Description Joshua Jensen 1999-08-17 00:23:48 UTC
The man page clearly states that portmapper looks to
hosts.deny and hosts.allow for access control on both
IP addresses, subnets, and domain and subdomain names.  This
is true, exect that it pays NO ATTENTION to names.  This can
be easily verified against a better behaving in.ftpd.  wuftp
obeys both names and IP address specifications, but names
simply mistify portmapper (causing portmapper to disregard
the entire entry(!)).  This is a big security problem,
because the man page is wrong and misleads people to think
that they are denying very common things like NFS, when they
in fact aren't!  I see that portmapper has some other
similar bug reports, but I think this problem is more
general, and effects everyone.

Comment 1 David Lawrence 1999-08-17 16:12:59 UTC
RPC services such as portmap by default does not do name lookups to
avoid deadlocks.
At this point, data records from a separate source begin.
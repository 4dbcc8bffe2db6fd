//! Generated `version.*` / `plugin.*` lines.

use std::collections::HashSet;

use tracing::debug;

use crate::constants::{AVAILABLE_MARKER, PLUGIN_MARKER_SUFFIX, PROPERTIES_HEADER};
use crate::models::{NamedDependency, VersionMode};
use crate::resolver::ResolvedSet;

/// Property key of a dependency, without its `version.` / `plugin.` prefix.
pub fn property_key(dependency: &NamedDependency) -> String {
    let record = &dependency.record;
    match dependency.mode {
        VersionMode::Module => record.module.clone(),
        VersionMode::Group => dependency.version_group.clone(),
        VersionMode::GroupModule => format!("{}..{}", record.group, record.module),
    }
}

/// Full property name, e.g. `version.okhttp` or `plugin.org.jetbrains.kotlin.jvm`.
pub fn property_name(dependency: &NamedDependency) -> String {
    match dependency.record.module.strip_suffix(PLUGIN_MARKER_SUFFIX) {
        Some(id) => format!("plugin.{id}"),
        None => format!("version.{}", property_key(dependency)),
    }
}

/// Comment line announcing `newer`, with its `=` under the property's `=`.
fn available_comment(name: &str, newer: &str) -> String {
    let padding = name.len().saturating_sub(AVAILABLE_MARKER.len());
    format!("#{}{AVAILABLE_MARKER}{newer}", " ".repeat(padding))
}

/// The whole generated block: header, then one line per distinct property.
///
/// Plugins come before libraries; otherwise the resolved order is kept. The
/// build-tool record and records without a version are left out.
pub fn generated_lines(resolved: &ResolvedSet) -> Vec<String> {
    let mut lines: Vec<String> = PROPERTIES_HEADER.iter().map(|line| (*line).to_string()).collect();

    let (plugins, libraries): (Vec<&NamedDependency>, Vec<&NamedDependency>) = resolved
        .iter()
        .filter(|dependency| !dependency.record.is_build_tool())
        .partition(|dependency| dependency.record.is_plugin());

    let mut seen = HashSet::new();
    for dependency in plugins.into_iter().chain(libraries) {
        if !dependency.record.has_version() {
            debug!("No version to track for {}", dependency.record.coordinate());
            continue;
        }
        let name = property_name(dependency);
        if !seen.insert(name.clone()) {
            continue;
        }

        lines.push(format!("{name}={}", dependency.record.version));
        if let Some(newer) = dependency.record.newer_version() {
            lines.push(available_comment(&name, newer));
        }
    }

    lines
}
//! Precondition failures are raised before any archive data is touched.

use crate::common::*;
use tarsmith::{Error, StatusCode};

fn status(result: tarsmith::Result<impl std::fmt::Debug>) -> (StatusCode, String) {
    match result {
        Err(Error::Precondition { status, message }) => (status, message),
        other => panic!("expected a precondition failure, got {:?}", other),
    }
}

#[test]
fn missing_repository_id() {
    let repo = TestRepo::new();
    repo.put_archive("a.tar.gz", &[("A", b"a")]);

    let (code, message) = status(repo.manager.get_compressed_file_info("", "a.tar.gz", ""));
    assert_eq!(code, StatusCode::NotAcceptable);
    assert_eq!(code.http_code(), 406);
    assert_eq!(message, "File Repository Must Be Specified");
}

#[test]
fn unknown_repository_id() {
    let repo = TestRepo::new();
    let (code, message) =
        status(repo.manager.remove_entry_from_archive("Elsewhere", "a.tar.gz", "A", ""));
    assert_eq!(code, StatusCode::NotFound);
    assert_eq!(code.http_code(), 404);
    assert_eq!(message, "File Repository [Elsewhere] Does Not Exist");
}

#[test]
fn thing_that_is_not_a_repository() {
    let repo = TestRepo::new();
    let (code, message) = status(repo.manager.get_compressed_file_info(OTHER_ID, "a.tar.gz", ""));
    assert_eq!(code, StatusCode::NotFound);
    assert_eq!(message, format!("Thing [{}] Is Not A File Repository", OTHER_ID));
}

#[test]
fn missing_archive() {
    let repo = TestRepo::new();
    let (code, message) =
        status(repo.manager.remove_entry_from_archive(REPO_ID, "absent.tar.gz", "A", ""));
    assert_eq!(code, StatusCode::NotFound);
    assert!(
        message.starts_with(&format!("Unable To Open [absent.tar.gz] in [{}] : ", REPO_ID)),
        "{}",
        message
    );
    assert!(repo.staging_leftovers().is_empty());
}

#[test]
fn invalid_paths_are_not_acceptable() {
    let repo = TestRepo::new();
    repo.put_archive("a.tar.gz", &[("A", b"a")]);

    for path in ["", "/", "../a.tar.gz", "x/../../a.tar.gz", "a\0.tar.gz", "C:\\a.tar.gz"] {
        let (code, _) = status(repo.manager.get_compressed_file_info(REPO_ID, path, ""));
        assert_eq!(code, StatusCode::NotAcceptable, "path {:?}", path);
    }
}

#[test]
fn unsupported_compression_type() {
    let repo = TestRepo::new();
    let original = repo.put_archive("a.tar.gz", &[("A", b"a")]);

    let (code, message) =
        status(repo.manager.remove_entry_from_archive(REPO_ID, "a.tar.gz", "A", "bzip2"));
    assert_eq!(code, StatusCode::NotAcceptable);
    assert!(message.contains("bzip2"));
    assert_eq!(repo.read("a.tar.gz"), original);
}

#[test]
fn repository_is_checked_before_compression_and_source() {
    let repo = TestRepo::new();
    // Unknown repository, unsupported compression and missing file at once
    let (code, message) =
        status(repo.manager.get_compressed_file_info("Elsewhere", "absent", "rar"));
    assert_eq!(code, StatusCode::NotFound);
    assert!(message.contains("Does Not Exist"));

    // Unsupported compression and missing file
    let (code, _) = status(repo.manager.get_compressed_file_info(REPO_ID, "absent", "rar"));
    assert_eq!(code, StatusCode::NotAcceptable);
}
//! Logical repository paths
//!
//! Repository paths are `/`-separated and relative to the repository root.
//! A leading `/` is accepted and means the root itself. Paths that would
//! escape the root are rejected before they reach the filesystem.

use thiserror::Error;

/// Path validation errors
#[derive(Debug, Clone, PartialEq, Eq, Error)]
pub enum PathError {
    /// Path is empty or names only the root
    #[error("Path must not be empty")]
    Empty,

    /// Path contains a NUL byte
    #[error("Path [{0}] contains a NUL byte")]
    NulByte(String),

    /// Path contains a `..` component
    #[error("Path [{0}] must not contain parent directory references")]
    Traversal(String),

    /// Path uses a Windows drive or backslash separator
    #[error("Path [{0}] must use '/' separators without a drive prefix")]
    ForeignSeparator(String),
}

/// Validate a logical path and return its normalised form
///
/// Normalisation strips the leading `/`, empty components and `.` components.
pub fn validate_path(path: &str) -> Result<String, PathError> {
    if path.contains('\0') {
        return Err(PathError::NulByte(path.replace('\0', "\\0")));
    }
    let bytes = path.as_bytes();
    let drive_prefix = bytes.len() >= 2 && bytes[0].is_ascii_alphabetic() && bytes[1] == b':';
    if path.contains('\\') || drive_prefix {
        return Err(PathError::ForeignSeparator(path.to_string()));
    }

    let mut parts = Vec::new();
    for component in path.split('/') {
        match component {
            "" | "." => continue,
            ".." => return Err(PathError::Traversal(path.to_string())),
            other => parts.push(other),
        }
    }

    if parts.is_empty() {
        return Err(PathError::Empty);
    }
    Ok(parts.join("/"))
}
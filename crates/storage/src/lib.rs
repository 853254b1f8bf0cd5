//! Repository layer for tarsmith
//!
//! This crate provides the collaborators the archive engine works against:
//! - LocalFileRepository: a `FileRepository` rooted at a directory
//! - validate_path: logical path validation (no traversal, no absolute escapes)
//! - RepositoryRegistry: resolves repository identifiers to capability handles

#![warn(missing_docs)]
#![warn(clippy::all)]

pub mod local;
pub mod path;
pub mod registry;

pub use local::LocalFileRepository;
pub use path::{validate_path, PathError};
pub use registry::{RegisteredThing, RepositoryRegistry};
//! Error types for tarsmith
//!
//! This module defines the error taxonomy used throughout the system.
//! We use `thiserror` for automatic `Display` and `Error` trait implementations.
//!
//! Which variants reach a caller depends on the operation: inspection raises
//! decode failures, while an entry removal folds decode, framing and replace
//! failures into a `false` completion flag and only raises preconditions.

use std::fmt;
use std::io;
use thiserror::Error;

/// Result type alias for tarsmith operations
pub type Result<T> = std::result::Result<T, Error>;

/// Classification attached to precondition failures
///
/// Mirrors the status a request/response boundary reports to its caller.
#[derive(Debug, Clone, Copy, PartialEq, Eq, Hash)]
pub enum StatusCode {
    /// The repository, the thing, or the path could not be found
    NotFound,
    /// The request itself is malformed (missing identifier, bad path, ...)
    NotAcceptable,
}

impl StatusCode {
    /// HTTP status code equivalent
    pub fn http_code(&self) -> u16 {
        match self {
            StatusCode::NotFound => 404,
            StatusCode::NotAcceptable => 406,
        }
    }
}

impl fmt::Display for StatusCode {
    fn fmt(&self, f: &mut fmt::Formatter<'_>) -> fmt::Result {
        match self {
            StatusCode::NotFound => write!(f, "not found"),
            StatusCode::NotAcceptable => write!(f, "not acceptable"),
        }
    }
}

/// Error types for tarsmith
#[derive(Debug, Error)]
pub enum Error {
    /// Request could not be served (bad identifier, wrong collaborator, unopenable path)
    #[error("{message} ({status})")]
    Precondition {
        /// Classification reported to the caller
        status: StatusCode,
        /// Human-readable description
        message: String,
    },

    /// Input is not valid gzip data or not valid tar framing
    #[error("Decode error: {0}")]
    Decode(String),

    /// Write-side entry framing contract was violated
    #[error("Framing error: {0}")]
    Framing(String),

    /// Moving the staging artifact over the original archive failed
    #[error("Replace of '{to}' with '{from}' failed: {source}")]
    Replace {
        /// Staging path
        from: String,
        /// Archive path being replaced
        to: String,
        /// Underlying repository error
        #[source]
        source: io::Error,
    },

    /// I/O error against a repository stream
    #[error("I/O error: {0}")]
    Io(#[from] io::Error),
}

impl Error {
    /// Create a not-found precondition error
    pub fn not_found(message: impl Into<String>) -> Self {
        Error::Precondition {
            status: StatusCode::NotFound,
            message: message.into(),
        }
    }

    /// Create a not-acceptable precondition error
    pub fn not_acceptable(message: impl Into<String>) -> Self {
        Error::Precondition {
            status: StatusCode::NotAcceptable,
            message: message.into(),
        }
    }

    /// Create a decode error
    pub fn decode(msg: impl Into<String>) -> Self {
        Error::Decode(msg.into())
    }

    /// Create a framing error
    pub fn framing(msg: impl Into<String>) -> Self {
        Error::Framing(msg.into())
    }

    /// Status classification, if this is a precondition failure
    pub fn status(&self) -> Option<StatusCode> {
        match self {
            Error::Precondition { status, .. } => Some(*status),
            _ => None,
        }
    }

    /// Whether this error must be raised immediately rather than folded into a result
    pub fn is_precondition(&self) -> bool {
        matches!(self, Error::Precondition { .. })
    }
}
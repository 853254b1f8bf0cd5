//! Repository capability trait
//!
//! A `FileRepository` is a named storage location that resolves logical
//! paths to byte streams. The archive engine never asks what kind of thing
//! it was handed; it receives this capability, resolved once up front.

use std::io::{self, Read, Write};

/// Readable byte stream opened from a repository
pub type RepositoryReader = Box<dyn Read + Send>;

/// Writable byte stream opened from a repository
///
/// Dropping the stream releases it; callers flush explicitly to observe errors.
pub type RepositoryWriter = Box<dyn Write + Send>;

/// Managed file repository
///
/// Paths are logical, `/`-separated and relative to the repository root.
/// Implementations are expected to validate paths themselves.
///
/// Thread safety: repositories are shared between callers (`Send + Sync`),
/// but the repository alone arbitrates per-path consistency.
pub trait FileRepository: Send + Sync {
    /// Repository identifier
    fn name(&self) -> &str;

    /// Open a file for reading
    fn open_read(&self, path: &str) -> io::Result<RepositoryReader>;

    /// Open a file for writing, truncating existing content
    fn open_write(&self, path: &str) -> io::Result<RepositoryWriter>;

    /// Create an empty file, replacing any existing file at `path`
    fn create_empty(&self, path: &str) -> io::Result<()>;

    /// Move `from` to `to`
    ///
    /// With `overwrite` set, an existing `to` is replaced in a single step:
    /// observers of `to` see either the old or the new content, never a mix.
    fn move_file(&self, from: &str, to: &str, overwrite: bool) -> io::Result<()>;

    /// Delete a file
    fn delete_file(&self, path: &str) -> io::Result<()>;

    /// Whether a file exists at `path`
    fn exists(&self, path: &str) -> io::Result<bool>;

    /// Names of the files directly inside directory `dir` (`""` for the root)
    fn list(&self, dir: &str) -> io::Result<Vec<String>>;
}
//! Archive engine configuration via `tarsmith.toml`
//!
//! A deployment keeps one config file next to its repositories. On first
//! start a default `tarsmith.toml` can be written; to change settings, edit
//! the file and restart.

use serde::{Deserialize, Serialize};
use std::path::{Path, PathBuf};
use tarsmith_codec::DEFAULT_COMPRESSION_LEVEL;

/// Config file name
pub const CONFIG_FILE_NAME: &str = "tarsmith.toml";

/// Smallest accepted copy buffer
pub const MIN_COPY_BUFFER_SIZE: usize = 256;

/// Largest accepted copy buffer (16 MiB)
pub const MAX_COPY_BUFFER_SIZE: usize = 16 * 1024 * 1024;

fn default_copy_buffer_size() -> usize {
    64 * 1024
}

fn default_compression_level() -> u32 {
    DEFAULT_COMPRESSION_LEVEL
}

/// Engine configuration loaded from `tarsmith.toml`.
///
/// # Example
///
/// ```toml
/// # Size of the buffer used to copy entry content (bytes, 256..=16777216)
/// copy_buffer_size = 65536
///
/// # gzip level for rewritten archives (0 = store, 9 = best)
/// compression_level = 6
/// ```
#[derive(Debug, Clone, PartialEq, Eq, Serialize, Deserialize)]
pub struct ArchiveConfig {
    /// Buffer size for entry content copies, in bytes.
    #[serde(default = "default_copy_buffer_size")]
    pub copy_buffer_size: usize,
    /// gzip compression level for rewritten archives.
    #[serde(default = "default_compression_level")]
    pub compression_level: u32,
}

impl Default for ArchiveConfig {
    fn default() -> Self {
        Self {
            copy_buffer_size: default_copy_buffer_size(),
            compression_level: default_compression_level(),
        }
    }
}

impl ArchiveConfig {
    /// Set the copy buffer size (builder pattern).
    pub fn with_copy_buffer_size(mut self, size: usize) -> Self {
        self.copy_buffer_size = size;
        self
    }

    /// Set the compression level (builder pattern).
    pub fn with_compression_level(mut self, level: u32) -> Self {
        self.compression_level = level;
        self
    }

    /// Validate configuration.
    pub fn validate(&self) -> Result<(), ConfigError> {
        if !(MIN_COPY_BUFFER_SIZE..=MAX_COPY_BUFFER_SIZE).contains(&self.copy_buffer_size) {
            return Err(ConfigError::CopyBufferSize(self.copy_buffer_size));
        }
        if self.compression_level > 9 {
            return Err(ConfigError::CompressionLevel(self.compression_level));
        }
        Ok(())
    }

    /// Returns the default config file content with comments.
    pub fn default_toml() -> &'static str {
        r#"# tarsmith archive engine configuration
#
# Size of the buffer used to copy entry content during a rewrite, in bytes.
# Accepted range: 256 ..= 16777216
copy_buffer_size = 65536

# gzip compression level for rewritten archives (0 = store only, 9 = best).
compression_level = 6
"#
    }

    /// Read, parse and validate config from a file path.
    ///
    /// # Errors
    ///
    /// Returns an error if the file cannot be read, parsed, or fails validation.
    pub fn from_file(path: &Path) -> Result<Self, ConfigError> {
        let content = std::fs::read_to_string(path).map_err(|source| ConfigError::Read {
            path: path.to_path_buf(),
            source,
        })?;
        let config: ArchiveConfig = toml::from_str(&content).map_err(|e| ConfigError::Parse {
            path: path.to_path_buf(),
            message: e.to_string(),
        })?;
        config.validate()?;
        Ok(config)
    }

    /// Write the default config file if it does not already exist.
    ///
    /// Returns `Ok(())` whether the file was created or already existed.
    pub fn write_default_if_missing(path: &Path) -> Result<(), ConfigError> {
        if !path.exists() {
            std::fs::write(path, Self::default_toml()).map_err(|source| ConfigError::Write {
                path: path.to_path_buf(),
                source,
            })?;
        }
        Ok(())
    }

    /// Serialize this config to TOML and write it to the given path.
    pub fn write_to_file(&self, path: &Path) -> Result<(), ConfigError> {
        let content = toml::to_string_pretty(self)
            .map_err(|e| ConfigError::Serialize(e.to_string()))?;
        std::fs::write(path, content).map_err(|source| ConfigError::Write {
            path: path.to_path_buf(),
            source,
        })
    }
}

/// Configuration errors
#[derive(Debug, thiserror::Error)]
pub enum ConfigError {
    /// Config file could not be read
    #[error("Failed to read config file '{}': {source}", path.display())]
    Read {
        /// Config file path
        path: PathBuf,
        /// Underlying error
        source: std::io::Error,
    },

    /// Config file could not be written
    #[error("Failed to write config file '{}': {source}", path.display())]
    Write {
        /// Config file path
        path: PathBuf,
        /// Underlying error
        source: std::io::Error,
    },

    /// Config file is not valid TOML for this schema
    #[error("Failed to parse config file '{}': {message}", path.display())]
    Parse {
        /// Config file path
        path: PathBuf,
        /// Parser message
        message: String,
    },

    /// Config could not be serialized
    #[error("Failed to serialize config: {0}")]
    Serialize(String),

    /// Copy buffer size out of range
    #[error("copy_buffer_size {0} is outside 256..=16777216")]
    CopyBufferSize(usize),

    /// Compression level out of range
    #[error("compression_level {0} is outside 0..=9")]
    CompressionLevel(u32),
}
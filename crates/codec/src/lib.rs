//! Codec layer for tarsmith
//!
//! Streams gzip-compressed tar archives in both directions:
//! - ArchiveReader: gzip decode + tar decode, entries yielded lazily
//! - ArchiveWriter: tar encode + gzip encode with explicit entry framing
//! - header: GNU header encoding (long names, base-256 sizes)
//!
//! Both sides are forward-only and never seek.

#![warn(missing_docs)]
#![warn(clippy::all)]

pub mod header;
pub mod reader;
pub mod writer;

pub use header::{encode_file_header, padding_for, BLOCK_SIZE, NAME_FIELD_LEN};
pub use reader::{ArchiveEntries, ArchiveEntry, ArchiveReader};
pub use writer::{ArchiveWriter, DEFAULT_COMPRESSION_LEVEL};
//! Archive file manager service
//!
//! The two externally visible operations. Each one checks its
//! preconditions in a fixed order before any archive data is touched:
//!
//! 1. path validation
//! 2. repository resolution (missing, unknown, not a file repository)
//! 3. compression type
//! 4. opening the source archive
//!
//! Precondition failures are returned as `Error::Precondition`. Once the
//! source is open, inspection reports decode failures as errors while entry
//! removal reports every internal failure as `Ok(false)`.

use crate::compression::CompressionType;
use std::path::Path;
use std::sync::Arc;
use tarsmith_core::{EntryRecord, Error, FileRepository, RepositoryReader, Result, RewriteOutcome};
use tarsmith_engine::{inspect, ArchiveConfig, ArchiveRewriter, ConfigError};
use tarsmith_storage::{validate_path, RepositoryRegistry};
use tracing::{debug, trace};

/// Entry point for archive inspection and entry removal
pub struct ArchiveFileManager {
    registry: Arc<RepositoryRegistry>,
    rewriter: ArchiveRewriter,
}

impl ArchiveFileManager {
    /// Create a manager with the default configuration
    pub fn new(registry: Arc<RepositoryRegistry>) -> Self {
        Self::with_config(registry, ArchiveConfig::default())
    }

    /// Create a manager with an explicit configuration
    pub fn with_config(registry: Arc<RepositoryRegistry>, config: ArchiveConfig) -> Self {
        ArchiveFileManager {
            registry,
            rewriter: ArchiveRewriter::new(config),
        }
    }

    /// Create a manager configured from a `tarsmith.toml` file
    pub fn from_config_file(
        registry: Arc<RepositoryRegistry>,
        path: &Path,
    ) -> std::result::Result<Self, ConfigError> {
        let config = ArchiveConfig::from_file(path)?;
        Ok(Self::with_config(registry, config))
    }

    /// Registry used to resolve repository identifiers
    pub fn registry(&self) -> &Arc<RepositoryRegistry> {
        &self.registry
    }

    /// Configuration in use
    pub fn config(&self) -> &ArchiveConfig {
        self.rewriter.config()
    }

    /// List the regular files of an archive
    ///
    /// Returns one record per regular file, in archive order.
    ///
    /// # Errors
    ///
    /// Precondition failures, or `Error::Decode` when the archive is not a
    /// valid gzip-compressed tar stream.
    pub fn get_compressed_file_info(
        &self,
        repository_id: &str,
        path: &str,
        compression_type: &str,
    ) -> Result<Vec<EntryRecord>> {
        trace!(repository = %repository_id, path = %path, "Entering get_compressed_file_info");

        let (repo, logical) = self.prepare(repository_id, path, compression_type)?;
        let source = open_source(repo.as_ref(), &logical, path)?;
        let records = inspect(source)?;

        trace!(
            repository = %repository_id,
            path = %path,
            files = records.len(),
            "Exiting get_compressed_file_info"
        );
        Ok(records)
    }

    /// Remove the regular file `entry_name` from an archive
    ///
    /// Returns `Ok(true)` when the rewrite completed. A missing entry is not
    /// an error; the archive is rewritten with identical content.
    ///
    /// # Errors
    ///
    /// Only precondition failures. Decode, framing and replace failures are
    /// logged and reported as `Ok(false)` or, for a failed replace, through
    /// [`ArchiveFileManager::remove_entry_with_outcome`].
    pub fn remove_entry_from_archive(
        &self,
        repository_id: &str,
        archive_path: &str,
        entry_name: &str,
        compression_type: &str,
    ) -> Result<bool> {
        let outcome =
            self.remove_entry_with_outcome(repository_id, archive_path, entry_name, compression_type)?;
        Ok(outcome.completed)
    }

    /// Like [`remove_entry_from_archive`](Self::remove_entry_from_archive),
    /// returning the full outcome
    pub fn remove_entry_with_outcome(
        &self,
        repository_id: &str,
        archive_path: &str,
        entry_name: &str,
        compression_type: &str,
    ) -> Result<RewriteOutcome> {
        trace!(
            repository = %repository_id,
            path = %archive_path,
            entry = %entry_name,
            "Entering remove_entry_from_archive"
        );

        let (repo, logical) = self.prepare(repository_id, archive_path, compression_type)?;
        let source = open_source(repo.as_ref(), &logical, archive_path)?;
        let outcome = self
            .rewriter
            .remove_entry(repo.as_ref(), &logical, source, entry_name)?;

        trace!(
            repository = %repository_id,
            path = %archive_path,
            completed = outcome.completed,
            replaced = outcome.replaced,
            "Exiting remove_entry_from_archive"
        );
        Ok(outcome)
    }

    /// Run the preconditions shared by both operations
    fn prepare(
        &self,
        repository_id: &str,
        path: &str,
        compression_type: &str,
    ) -> Result<(Arc<dyn FileRepository>, String)> {
        let logical = validate_path(path).map_err(|e| Error::not_acceptable(e.to_string()))?;
        let repo = self.registry.resolve(repository_id)?;
        let compression = CompressionType::parse(compression_type)?;
        debug!(
            repository = %repository_id,
            path = %logical,
            compression = %compression,
            "Preconditions satisfied"
        );
        Ok((repo, logical))
    }
}

fn open_source(repo: &dyn FileRepository, logical: &str, path: &str) -> Result<RepositoryReader> {
    repo.open_read(logical).map_err(|e| {
        Error::not_found(format!(
            "Unable To Open [{}] in [{}] : {}",
            path,
            repo.name(),
            e
        ))
    })
}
Therefore only network number patterns will work for
portmap access control.

Example:
/etc/hosts.allow:
        portmap: your.sub.net.number/your.sub.net.mask
        portmap: 255.255.255.255 0.0.0.0

/etc/hosts.deny
        portmap: ALL: (/some/where/safe_finger -l @%h | mail root) &

Try using IP's instead of names and also you can turn on verbose
logging by running portmap with the -v switch and then viewing what
may be going wrong in /var/log/messages.

The above information was found in /usr/doc/portmap-4.0/README.